Ntozake Shange was a writer whose work covered a range of genres and forms. She is best known for her 1975 piece, first published as a chapbook by Shameless Hussy Press, for colored girls who have considered suicide/when the rainbow is enuf. She conceptualized this, and many of her later works, as choreopoems. Shange’s choreopoems mixed a range of creative forms, among them music, dance, drama, and poetry. Ntozake Shange also wrote children’s books, novels, poetry collections, and plays, and she collaborated with visual artists, too.
Ntozake Shange began her studies at Barnard College in 1966, and she graduated with a B.A. in American Studies in 1970. In 2013, the Barnard College Archives celebrated the acquisition of her archive.
Ntozake Shange died in 2018. Her unexpected passing in 2018 was mourned by many students, staff, faculty, and community members at Barnard who had spent time in her presence and whose lives had been transformed by her words and work, including me. Getting the chance to spend time in the same room as Ntozake Shange was an unforgettable experience that I will treasure forever.
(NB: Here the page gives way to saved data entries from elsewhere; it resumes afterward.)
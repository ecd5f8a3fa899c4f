//! Parsing of scheduler status listings into [`JobRecord`]s.
//!
//! The listing is a loosely aligned text table:
//!
//! ```text
//! Job Name          Last Start           Last End             ST  Run/Ntry Pri/Xit
//! ----------------- -------------------- -------------------- --  -------- -------
//! FIN_LOAD_01       06/14/2024 10:00:00  06/14/2024 10:05:00  SU  12345/1  0
//! FIN_LOAD_02       -----                -----                OI  0/0
//! ```
//!
//! Rows are matched structurally: a job name, two timestamp columns that may
//! hold a dash placeholder, and an alphabetic status token. Which trailing
//! columns are expected is decided by the most recent header line, so the
//! same parser handles output with or without `Run/Ntry` and `Pri/Xit`.
//!
//! The parser never fails. Lines it cannot use are counted in the
//! [`ParseReport`].

use std::collections::HashMap;
use std::sync::LazyLock;

use chrono::NaiveDateTime;
use regex::{Captures, Regex};
use serde::Serialize;

use crate::models::JobRecord;

/// Timestamp formats tried in order when none are configured.
pub const DEFAULT_DATE_FORMATS: &[&str] = &[
    "%m/%d/%Y %H:%M:%S",
    "%m/%d/%y %H:%M:%S",
    "%Y-%m-%d %H:%M:%S",
    "%m/%d/%Y %H:%M",
    "%Y-%m-%dT%H:%M:%S",
];

/// Name, start and end columns followed by the status token. Timestamps
/// start with a digit or are a run of dashes.
const ROW_PREFIX: &str = concat!(
    r"^\s*(?P<name>\S+)",
    r"\s+(?P<start>-+|\d\S*(?:\s+\d{1,2}:\d{2}(?::\d{2})?)?)",
    r"\s+(?P<end>-+|\d\S*(?:\s+\d{1,2}:\d{2}(?::\d{2})?)?)",
    r"\s+(?P<status>[A-Za-z][A-Za-z_]*)",
);
const RUN_COLUMN: &str = r"(?:\s+(?P<run>\S+))?";
const EXIT_COLUMN: &str = r"(?:\s+(?P<exit>\S+))?";
const ROW_SUFFIX: &str = r"\s*$";

/// Row patterns indexed by [`ColumnLayout::index`].
static ROW_PATTERNS: LazyLock<[Regex; 4]> = LazyLock::new(|| {
    let build = |run: bool, exit: bool| {
        let mut pattern = String::from(ROW_PREFIX);
        if run {
            pattern.push_str(RUN_COLUMN);
        }
        if exit {
            pattern.push_str(EXIT_COLUMN);
        }
        pattern.push_str(ROW_SUFFIX);
        Regex::new(&pattern).expect("row pattern is valid")
    };
    [
        build(false, false),
        build(true, false),
        build(false, true),
        build(true, true),
    ]
});

/// Which optional trailing columns the current table has.
#[derive(Debug, Clone, Copy, PartialEq, Eq)]
struct ColumnLayout {
    run: bool,
    exit: bool,
}

impl ColumnLayout {
    /// Layout used before any header is seen: accept both optional columns.
    const LENIENT: ColumnLayout = ColumnLayout {
        run: true,
        exit: true,
    };

    /// Detect a header line and the columns it announces.
    fn from_header(line: &str) -> Option<Self> {
        let trimmed = line.trim_start();
        let is_header = trimmed
            .get(..8)
            .is_some_and(|prefix| prefix.eq_ignore_ascii_case("job name"));
        if !is_header {
            return None;
        }

        let lower = trimmed.to_ascii_lowercase();
        Some(Self {
            run: lower.contains("run"),
            exit: lower.contains("xit") || lower.contains("exit"),
        })
    }

    fn index(self) -> usize {
        usize::from(self.run) | (usize::from(self.exit) << 1)
    }

    fn pattern(self) -> &'static Regex {
        &ROW_PATTERNS[self.index()]
    }
}

/// Result of one parse pass.
#[derive(Debug, Clone, Default, PartialEq, Eq, Serialize)]
pub struct ParseReport {
    /// One record per distinct job name, in first-seen order
    pub records: Vec<JobRecord>,
    /// Lines that looked like data but did not match the row structure
    pub dropped: usize,
    /// Rows kept with a timestamp that no date format could read
    pub degraded: usize,
    /// Header, separator and blank lines
    pub skipped: usize,
}

impl ParseReport {
    /// True when some input could not be used as-is.
    #[must_use]
    pub fn is_degraded(&self) -> bool {
        self.dropped > 0 || self.degraded > 0
    }

    /// Fold in the report of another listing.
    ///
    /// Duplicate job names follow the single-pass rule: first position, last
    /// values.
    pub fn merge(&mut self, other: ParseReport) {
        let mut positions: HashMap<String, usize> = self
            .records
            .iter()
            .enumerate()
            .map(|(idx, r)| (r.job_name.clone(), idx))
            .collect();

        for record in other.records {
            match positions.get(&record.job_name) {
                Some(&idx) => self.records[idx] = record,
                None => {
                    positions.insert(record.job_name.clone(), self.records.len());
                    self.records.push(record);
                }
            }
        }

        self.dropped += other.dropped;
        self.degraded += other.degraded;
        self.skipped += other.skipped;
    }
}

/// Scheduler output parser with a configurable list of date formats.
#[derive(Debug, Clone)]
pub struct OutputParser {
    date_formats: Vec<String>,
}

impl Default for OutputParser {
    fn default() -> Self {
        Self::new(DEFAULT_DATE_FORMATS.iter().map(|s| s.to_string()).collect())
    }
}

/// Outcome of reading one timestamp column.
enum Timestamp {
    Placeholder,
    Parsed(NaiveDateTime),
    Unreadable,
}

impl OutputParser {
    pub fn new(date_formats: Vec<String>) -> Self {
        Self { date_formats }
    }

    /// Parse a whole listing.
    pub fn parse_str(&self, text: &str) -> ParseReport {
        self.parse_lines(text.lines())
    }

    /// Parse a sequence of lines.
    ///
    /// Duplicate job names keep their first position and take the values of
    /// their last occurrence.
    pub fn parse_lines<I, S>(&self, lines: I) -> ParseReport
    where
        I: IntoIterator<Item = S>,
        S: AsRef<str>,
    {
        let mut report = ParseReport::default();
        let mut positions: HashMap<String, usize> = HashMap::new();
        let mut layout = ColumnLayout::LENIENT;

        for (line_no, line) in lines.into_iter().enumerate() {
            let line = line.as_ref();

            if is_separator(line) {
                report.skipped += 1;
                continue;
            }
            if let Some(header) = ColumnLayout::from_header(line) {
                layout = header;
                report.skipped += 1;
                continue;
            }

            let Some(caps) = layout.pattern().captures(line) else {
                tracing::debug!(line = line_no + 1, text = %line.trim(), "Dropping unrecognized line");
                report.dropped += 1;
                continue;
            };

            let (record, degraded) = self.record_from_captures(&caps);
            if degraded {
                tracing::debug!(
                    line = line_no + 1,
                    job_name = %record.job_name,
                    "Unreadable timestamp, keeping row without it"
                );
                report.degraded += 1;
            }

            match positions.get(&record.job_name) {
                Some(&idx) => report.records[idx] = record,
                None => {
                    positions.insert(record.job_name.clone(), report.records.len());
                    report.records.push(record);
                }
            }
        }

        if report.is_degraded() {
            tracing::warn!(
                dropped = report.dropped,
                degraded = report.degraded,
                records = report.records.len(),
                "Scheduler output parsed with problems"
            );
        }

        report
    }

    fn record_from_captures(&self, caps: &Captures<'_>) -> (JobRecord, bool) {
        let mut degraded = false;
        let mut timestamp = |name: &str| match caps.name(name).map(|m| self.read_timestamp(m.as_str())) {
            Some(Timestamp::Parsed(ts)) => Some(ts),
            Some(Timestamp::Unreadable) => {
                degraded = true;
                None
            }
            Some(Timestamp::Placeholder) | None => None,
        };

        let last_start = timestamp("start");
        let last_end = timestamp("end");

        let record = JobRecord {
            job_name: caps["name"].to_string(),
            last_start,
            last_end,
            raw_status: caps["status"].to_string(),
            run: caps
                .name("run")
                .map(|m| m.as_str())
                .filter(|s| !is_placeholder(s))
                .map(str::to_string),
            exit_code: caps.name("exit").and_then(|m| m.as_str().parse().ok()),
        };

        (record, degraded)
    }

    fn read_timestamp(&self, text: &str) -> Timestamp {
        if is_placeholder(text) {
            return Timestamp::Placeholder;
        }
        // Collapse column padding between date and time
        let normalized = text.split_whitespace().collect::<Vec<_>>().join(" ");
        self.date_formats
            .iter()
            .find_map(|fmt| NaiveDateTime::parse_from_str(&normalized, fmt).ok())
            .map_or(Timestamp::Unreadable, Timestamp::Parsed)
    }
}

/// Blank lines and rules made of dashes, underscores or equals signs.
fn is_separator(line: &str) -> bool {
    line.chars()
        .all(|c| c.is_whitespace() || matches!(c, '-' | '_' | '='))
}

fn is_placeholder(text: &str) -> bool {
    !text.is_empty() && text.chars().all(|c| c == '-')
}

#[cfg(test)]
mod tests {
    use super::*;

    fn at(s: &str) -> NaiveDateTime {
        NaiveDateTime::parse_from_str(s, "%Y-%m-%d %H:%M:%S").unwrap()
    }

    const SCENARIO: &str = "\
Job Name   Last Start           Last End             ST
----------------------------------------------------------
JOB_A      2024-06-14 10:00:00  2024-06-14 10:05:00  SU
JOB_B      -                    -                    FA
JOB_C      2023-01-01 00:00:00  2023-01-01 00:10:00  OI
";

    #[test]
    fn test_parse_scenario() {
        let report = OutputParser::default().parse_str(SCENARIO);

        assert_eq!(report.records.len(), 3);
        assert_eq!(report.skipped, 2);
        assert_eq!(report.dropped, 0);
        assert_eq!(report.degraded, 0);

        let a = &report.records[0];
        assert_eq!(a.job_name, "JOB_A");
        assert_eq!(a.last_start, Some(at("2024-06-14 10:00:00")));
        assert_eq!(a.last_end, Some(at("2024-06-14 10:05:00")));
        assert_eq!(a.raw_status, "SU");

        let b = &report.records[1];
        assert_eq!(b.job_name, "JOB_B");
        assert_eq!(b.last_start, None);
        assert_eq!(b.last_end, None);
        assert_eq!(b.raw_status, "FA");
    }

    #[test]
    fn test_parse_is_deterministic() {
        let parser = OutputParser::default();
        assert_eq!(parser.parse_str(SCENARIO), parser.parse_str(SCENARIO));
    }

    #[test]
    fn test_separator_block_yields_no_records() {
        let text = "---------\n---------\n   \n___ ___\nJOB_X  -  -  SU\n";
        let report = OutputParser::default().parse_str(text);
        assert_eq!(report.records.len(), 1);
        assert_eq!(report.skipped, 4);
    }

    #[test]
    fn test_autorep_layout_with_run_and_exit() {
        let text = "\
Job Name                                                         Last Start           Last End             ST  Run/Ntry Pri/Xit
________________________________________________________________ ____________________ ____________________ __  ________ _______
FIN_LOAD_01                                                      06/14/2024 10:00:00  06/14/2024 10:05:00  SU  12345/1  0
FIN_LOAD_02                                                      06/14/2024 11:00:00  06/14/2024 11:01:00  FA  12346/2  1
FIN_LOAD_03                                                      -----                -----                OI  0/0
";
        let report = OutputParser::default().parse_str(text);
        assert_eq!(report.records.len(), 3);
        assert_eq!(report.dropped, 0);

        let first = &report.records[0];
        assert_eq!(first.last_start, Some(at("2024-06-14 10:00:00")));
        assert_eq!(first.run.as_deref(), Some("12345/1"));
        assert_eq!(first.exit_code, Some(0));

        assert_eq!(report.records[1].exit_code, Some(1));

        let iced = &report.records[2];
        assert_eq!(iced.last_start, None);
        assert_eq!(iced.raw_status, "OI");
        assert_eq!(iced.run.as_deref(), Some("0/0"));
        assert_eq!(iced.exit_code, None);
    }

    #[test]
    fn test_header_controls_trailing_columns() {
        // Without Run/Xit in the header, trailing tokens make the row unusable
        let text = "Job Name  Last Start  Last End  ST\nJOB_A  -  -  SU  extra\n";
        let report = OutputParser::default().parse_str(text);
        assert_eq!(report.records.len(), 0);
        assert_eq!(report.dropped, 1);
    }

    #[test]
    fn test_unparseable_date_is_degraded_not_dropped() {
        let text = "JOB_D  13/45/2024 99:99:99  -  SU\n";
        let report = OutputParser::default().parse_str(text);
        assert_eq!(report.records.len(), 1);
        assert_eq!(report.degraded, 1);
        assert_eq!(report.records[0].last_start, None);
        assert_eq!(report.records[0].raw_status, "SU");
    }

    #[test]
    fn test_short_lines_are_dropped() {
        let text = "JOB_E SU\nJOB_F\nrandom noise here\n";
        let report = OutputParser::default().parse_str(text);
        assert!(report.records.is_empty());
        assert_eq!(report.dropped, 3);
    }

    #[test]
    fn test_duplicates_last_occurrence_wins() {
        let text = "\
JOB_A  2024-06-01 00:00:00  -  FA
JOB_B  -  -  OH
JOB_A  2024-06-14 10:00:00  -  SU
";
        let report = OutputParser::default().parse_str(text);
        assert_eq!(report.records.len(), 2);
        assert_eq!(report.records[0].job_name, "JOB_A");
        assert_eq!(report.records[0].raw_status, "SU");
        assert_eq!(report.records[0].last_start, Some(at("2024-06-14 10:00:00")));
        assert_eq!(report.records[1].job_name, "JOB_B");
    }

    #[test]
    fn test_custom_date_formats() {
        let parser = OutputParser::new(vec!["%d.%m.%Y %H:%M".to_string()]);
        let report = parser.parse_str("JOB_G  14.06.2024 10:00  -  SU\n");
        assert_eq!(report.records[0].last_start, Some(at("2024-06-14 10:00:00")));
        assert_eq!(report.degraded, 0);
    }

    #[test]
    fn test_single_token_timestamps() {
        let report = OutputParser::default()
            .parse_str("JOB_H  2024-06-14T10:00:00  2024-06-14T10:05:00  SUCCESS\n");
        assert_eq!(report.records.len(), 1);
        assert_eq!(report.records[0].last_start, Some(at("2024-06-14 10:00:00")));
        assert_eq!(report.records[0].raw_status, "SUCCESS");
    }

    #[test]
    fn test_multiple_tables_concatenated() {
        let text = format!("{}\n{}", SCENARIO, SCENARIO.replace("JOB_", "OTHER_"));
        let report = OutputParser::default().parse_str(&text);
        assert_eq!(report.records.len(), 6);
        assert_eq!(report.skipped, 5);
    }

    #[test]
    fn test_merge_keeps_first_position_last_values() {
        let parser = OutputParser::default();
        let mut report = parser.parse_str("JOB_A  -  -  IN\nJOB_B  -  -  SU\n");
        report.merge(parser.parse_str("JOB_C  -  -  FA\nJOB_A  -  -  RU\nnoise\n"));

        let names: Vec<&str> = report.records.iter().map(|r| r.job_name.as_str()).collect();
        assert_eq!(names, ["JOB_A", "JOB_B", "JOB_C"]);
        assert_eq!(report.records[0].raw_status, "RU");
        assert_eq!(report.dropped, 1);
    }

    #[test]
    fn test_empty_input() {
        let report = OutputParser::default().parse_str("");
        assert_eq!(report, ParseReport::default());
        assert!(!report.is_degraded());
    }
}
Students at Barnard have studied, researched, and found inspiration in Ntozake Shange for many years. Professor Kim Hall regularly teaches a class that focuses on Shange’s work, and most recently, the department of Africana Studies, the Barnard Archives and the library have collaborated to organize events that celebrate her.
If you care about and are interested in any/all of the following -- Black feminisms, spoken word poetry, anticolonial solidarity, dance, healing, the Black Arts Movement, experimental theatre, and writing that challenges conventional categories -- you might want to check out some of these links related to Ntozake Shange’s life, work, and indelible influence on Black feminist writers and artists, on Barnard, on the world!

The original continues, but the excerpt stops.